Teams can use resistances for a number of purposes. In offensive teams that function without walls, resistances are the main method of taking hits. Stall teams may use resistances to help stop Choice item users, come in on weak hits to heal up quickly, or set up entry hazards.
There will be occasions during a battle where you are on the wrong end of a mismatch. That is, when your opponent's active Pokemon has a significant advantage over your own. In order to obtain a better match up, you must switch. This can be direct or via an intermediary switch. Pivoting describes the latter, where another Pokémon, the pivot, is used to absorb the likeliest move and force the opponent to use a different attack. It is immediately switched out to facilitate a cheaper, or less risky, switch for the desired match up. Resistances are key to a pivot's usefulness and weaknesses are helpful to provoke the use of the correct attack.
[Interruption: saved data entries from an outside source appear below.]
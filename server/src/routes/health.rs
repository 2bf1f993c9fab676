//! Health check endpoint.

use axum::{extract::State, routing::get, Json, Router};
use serde::Serialize;

use crate::AppState;

/// Health check response.
#[derive(Serialize)]
pub struct HealthResponse {
    pub status: String,
    pub version: String,
    /// Whether writes reach a data file
    pub persistent: bool,
}

/// Create health routes.
pub fn routes() -> Router<AppState> {
    Router::new()
        .route("/health", get(health_check))
        .route("/", get(root))
}

/// Health check handler.
async fn health_check(State(state): State<AppState>) -> Json<HealthResponse> {
    Json(HealthResponse {
        status: "ok".to_string(),
        version: env!("CARGO_PKG_VERSION").to_string(),
        persistent: state.config.data_file.is_some(),
    })
}

/// Root handler.
async fn root() -> &'static str {
    "Cronos Board Server"
}
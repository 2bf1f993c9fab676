//! Template handlers and board export.

use crate::error::Result;
use crate::AppState;
use cronos_engine::{
    resolve_color, BoardSnapshot, Error as EngineError, EventKind, Template, TitleColor,
};
use serde::Deserialize;

/// Request body for creating or editing a template.
#[derive(Debug, Deserialize)]
#[serde(rename_all = "camelCase")]
pub struct TemplateRequest {
    #[serde(rename = "type", default)]
    pub kind: EventKind,
    pub title: String,
    #[serde(default)]
    pub content: String,
    pub title_color: Option<TitleColor>,
}

impl TemplateRequest {
    fn into_template(self, id: String) -> Template {
        Template::new(id, self.kind, self.title.trim(), self.content)
            .with_color(resolve_color(self.kind, self.title_color))
    }
}

/// All templates, ordered by title.
pub async fn handle_list_templates(state: &AppState) -> Result<Vec<Template>> {
    Ok(state.store.list_templates().await?)
}

/// Validate and save a new template.
pub async fn handle_create_template(
    state: &AppState,
    request: TemplateRequest,
) -> Result<Template> {
    let template = request.into_template(String::new());
    template.validate()?;

    let saved = state.store.save_template(template).await?;
    state.store.flush().await?;

    tracing::info!(template = %saved.id, "Created template");
    Ok(saved)
}

/// Replace a template's fields, keeping its id.
///
/// Events created from it earlier keep the text they were given.
pub async fn handle_update_template(
    state: &AppState,
    id: String,
    request: TemplateRequest,
) -> Result<Template> {
    if state.store.get_template(&id).await?.is_none() {
        return Err(EngineError::TemplateNotFound(id).into());
    }

    let template = request.into_template(id);
    template.validate()?;

    let saved = state.store.save_template(template).await?;
    state.store.flush().await?;

    tracing::info!(template = %saved.id, "Updated template");
    Ok(saved)
}

/// Delete a template.
pub async fn handle_delete_template(state: &AppState, id: String) -> Result<()> {
    if !state.store.delete_template(&id).await? {
        return Err(EngineError::TemplateNotFound(id).into());
    }
    state.store.flush().await?;

    tracing::info!(template = %id, "Deleted template");
    Ok(())
}

/// Full export of the board and templates.
pub async fn handle_snapshot(state: &AppState) -> Result<BoardSnapshot> {
    let board = state.board.lock().await;
    let templates = state.store.list_templates().await?;
    Ok(board.export_snapshot(templates))
}
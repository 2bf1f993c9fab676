//! Calendar handlers - month grids with per-day summaries.

use crate::error::Result;
use crate::AppState;
use chrono::{Datelike, Local};
use cronos_engine::{month_view, CalendarDay};
use serde::Serialize;

/// A month grid, six weeks starting on Sunday.
#[derive(Debug, Serialize)]
#[serde(rename_all = "camelCase")]
pub struct MonthResponse {
    pub year: i32,
    pub month: u32,
    pub days: Vec<CalendarDay>,
}

/// Month grid for the given month.
pub async fn handle_month(state: &AppState, year: i32, month: u32) -> Result<MonthResponse> {
    let board = state.board.lock().await;
    let days = month_view(&board, year, month)?;
    Ok(MonthResponse { year, month, days })
}

/// Month grid for the server's current month.
pub async fn handle_current_month(state: &AppState) -> Result<MonthResponse> {
    let today = Local::now().date_naive();
    handle_month(state, today.year(), today.month()).await
}
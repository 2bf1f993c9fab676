//! # Cronos Engine
//!
//! Day-bucketed ordering for a personal scheduling board.
//!
//! Events (invoice closings, due dates, push reminders) live in day buckets.
//! Inside a bucket each event has a rank, and users reorder events within a
//! day or drag them to another day. This crate keeps those ranks consistent.
//!
//! ## Design Principles
//!
//! - **No IO**: the engine never talks to storage; it returns new values and
//!   the list of records a caller must write
//! - **Deterministic**: the same collection always yields the same order
//! - **Dense ranks**: after every operation each day holds ranks `0..k-1`
//!
//! ## Core Concepts
//!
//! ### Day Order
//!
//! [`compare_in_day`] orders events by rank (missing rank = 0), then by
//! title collation. All other components sort through it.
//!
//! ### Normalization
//!
//! [`normalize`] re-derives dense ranks for every day, repairing records
//! with missing, duplicated or sparse ranks.
//!
//! ### Move Planning
//!
//! [`plan_move`] moves one event to a position in any day and returns a
//! [`MovePlan`]: the updated collection and the events whose date or rank
//! changed, which is exactly what must be persisted.
//!
//! ## Quick Start
//!
//! ```rust
//! use cronos_engine::{normalize, plan_move, Event, EventKind, MoveRequest};
//!
//! let events = normalize(vec![
//!     Event::new("a", "2024-05-01", EventKind::Due, "Card A"),
//!     Event::new("b", "2024-05-01", EventKind::Closing, "Card B"),
//!     Event::new("c", "2024-05-01", EventKind::Push, "Card C"),
//! ]);
//!
//! let plan = plan_move(&events, &MoveRequest::new("b", "2024-05-02", 0));
//!
//! assert_eq!(plan.updated.len(), 3);
//! // B moved, C closed the gap; A kept its rank
//! assert_eq!(plan.changed.len(), 2);
//! ```
//!
//! ## State
//!
//! [`Board`] keeps an indexed, always-normalized copy of the events for
//! applications that hold state between moves. [`BoardSnapshot`] is the
//! serializable form exchanged with storage.

pub mod board;
pub mod calendar;
pub mod error;
pub mod event;
pub mod normalize;
pub mod order;
pub mod palette;
pub mod reorder;
pub mod snapshot;
pub mod template;

// Re-export main types at crate root
pub use board::Board;
pub use calendar::{day_summary, month_grid, month_view, CalendarDay, DayCell, DaySummary};
pub use error::Error;
pub use event::{DayKey, Event, EventId};
pub use normalize::{is_normalized, normalize};
pub use order::{collate, compare_in_day, sort_day};
pub use palette::{default_color, resolve_color, EventKind, TitleColor};
pub use reorder::{plan_move, MovePlan, MoveRequest};
pub use snapshot::{BoardSnapshot, SNAPSHOT_FORMAT_VERSION};
pub use template::Template;
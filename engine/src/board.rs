//! Board - the in-memory state container.
//!
//! The Board keeps events in explicit day buckets, each bucket in rank order
//! with dense ranks. Every mutation goes through the normalizer or the
//! reorder planner, so the bucket invariant holds after any call.
//!
//! The board is one value. Callers sharing it between tasks must serialize
//! access (the server keeps it behind a mutex); planning a move on a stale
//! copy and committing it would silently drop a concurrent move.

use crate::error::{Error, Result};
use crate::order::sort_day;
use crate::reorder::{plan_move, MovePlan, MoveRequest};
use crate::snapshot::BoardSnapshot;
use crate::template::Template;
use crate::{normalize, DayKey, Event, EventId};
use std::collections::{BTreeMap, HashMap};

/// Events grouped by day.
#[derive(Debug, Clone, Default, PartialEq)]
pub struct Board {
    /// Day buckets, each sorted with ranks `0..k-1`
    days: BTreeMap<DayKey, Vec<Event>>,
    /// Day of every persisted event
    locations: HashMap<EventId, DayKey>,
}

impl Board {
    /// Create an empty board.
    pub fn new() -> Self {
        Self::default()
    }

    /// Build a board from raw events, repairing their ranks.
    pub fn from_events(events: Vec<Event>) -> Self {
        let mut board = Self::new();
        board.load(normalize(events));
        board
    }

    /// Build a board from a snapshot's events.
    pub fn from_snapshot(snapshot: &BoardSnapshot) -> Self {
        Self::from_events(snapshot.events.clone())
    }

    /// Export the board together with the given templates.
    pub fn export_snapshot(&self, templates: Vec<Template>) -> BoardSnapshot {
        BoardSnapshot::new(self.events(), templates)
    }

    /// Number of events on the board.
    pub fn len(&self) -> usize {
        self.days.values().map(Vec::len).sum()
    }

    /// Check if the board has no events.
    pub fn is_empty(&self) -> bool {
        self.days.is_empty()
    }

    /// Iterate over all events, day by day in rank order.
    pub fn iter(&self) -> impl Iterator<Item = &Event> {
        self.days.values().flatten()
    }

    /// All events as a flat list, day by day in rank order.
    pub fn events(&self) -> Vec<Event> {
        self.iter().cloned().collect()
    }

    /// Events of one day in display order.
    pub fn day(&self, date: &DayKey) -> &[Event] {
        self.days.get(date).map(Vec::as_slice).unwrap_or_default()
    }

    /// Non-empty days in key order.
    pub fn days(&self) -> impl Iterator<Item = (&DayKey, &[Event])> {
        self.days.iter().map(|(date, day)| (date, day.as_slice()))
    }

    /// Get an event by ID.
    pub fn get(&self, id: &EventId) -> Option<&Event> {
        let date = self.locations.get(id)?;
        self.day(date).iter().find(|e| &e.id == id)
    }

    /// Move an event and commit the result.
    ///
    /// Returns the plan so the caller can persist `changed`.
    pub fn move_event(&mut self, request: &MoveRequest) -> MovePlan {
        let plan = plan_move(&self.events(), request);
        if !plan.is_noop() {
            self.days.clear();
            self.locations.clear();
            self.load(plan.updated.clone());
        }
        plan
    }

    /// Append an event at the end of its day.
    ///
    /// Returns the event as stored, with its rank assigned.
    pub fn add_event(&mut self, event: Event) -> Event {
        let date = event.date.clone();
        let rank = self.day(&date).len();
        let placed = event.placed(&date, rank);

        if placed.is_persisted() {
            self.locations.insert(placed.id.clone(), date.clone());
        }
        self.days.entry(date).or_default().push(placed.clone());

        tracing::debug!(event = %placed.id, date = %placed.date, rank, "added event");
        placed
    }

    /// Unsaved event built from a template, ranked after the day's events.
    pub fn draft_from_template(&self, template: &Template, date: DayKey) -> Event {
        let day_len = self.day(&date).len();
        template.instantiate(date, day_len)
    }

    /// Mark an event done or pending.
    pub fn set_completed(&mut self, id: &EventId, completed: bool) -> Result<Event> {
        let event = self.get_mut(id)?;
        event.completed = completed;
        Ok(event.clone())
    }

    /// Remove an event, closing the gap in its day.
    ///
    /// Returns the removed event and the siblings whose rank changed.
    pub fn remove_event(&mut self, id: &EventId) -> Result<(Event, Vec<Event>)> {
        let date = self
            .locations
            .remove(id)
            .ok_or_else(|| Error::EventNotFound(id.clone()))?;
        let day = self
            .days
            .get_mut(&date)
            .ok_or_else(|| Error::EventNotFound(id.clone()))?;
        let position = day
            .iter()
            .position(|e| &e.id == id)
            .ok_or_else(|| Error::EventNotFound(id.clone()))?;

        let removed = day.remove(position);
        let mut changed = Vec::new();
        for (rank, event) in day.iter_mut().enumerate().skip(position) {
            event.rank = Some(rank as i64);
            changed.push(event.clone());
        }
        if day.is_empty() {
            self.days.remove(&date);
        }

        tracing::debug!(event = %id, date = %date, closed = changed.len(), "removed event");
        Ok((removed, changed))
    }

    fn get_mut(&mut self, id: &EventId) -> Result<&mut Event> {
        self.locations
            .get(id)
            .and_then(|date| self.days.get_mut(date))
            .and_then(|day| day.iter_mut().find(|e| &e.id == id))
            .ok_or_else(|| Error::EventNotFound(id.clone()))
    }

    /// Insert already-normalized events.
    fn load(&mut self, events: Vec<Event>) {
        for event in events {
            if event.is_persisted() {
                self.locations.insert(event.id.clone(), event.date.clone());
            }
            self.days.entry(event.date.clone()).or_default().push(event);
        }
        for day in self.days.values_mut() {
            sort_day(day);
        }
    }
}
Pivoting can offer you a valuable edge in competitive battling because your Pokemon will take less damage when switching into things that they are supposed to threaten. It is particularly useful when trying to salvage a weakened Pokemon. Anything can serve as a pivot, but the strategy is heavily dependent upon the accuracy of your predictions.
An example would be Mamoswine vs Starmie. You would like to obtain the match up of Electivire vs Starmie, but a direct switch would lead to Electivire taking a STAB Surf. Therefore, you can switch to Gyarados (the pivot) first, induce a Thunderbolt, and then switch to Electivire and activate Motor Drive.
Those listed are the most common ways of providing successful team support. Some are explicit and straightforward, while others are more subtle and require skill and experience to pull off. Hopefully this guide will prove helpful to you, not only in future team building, but in battle as well. Thank you for reading.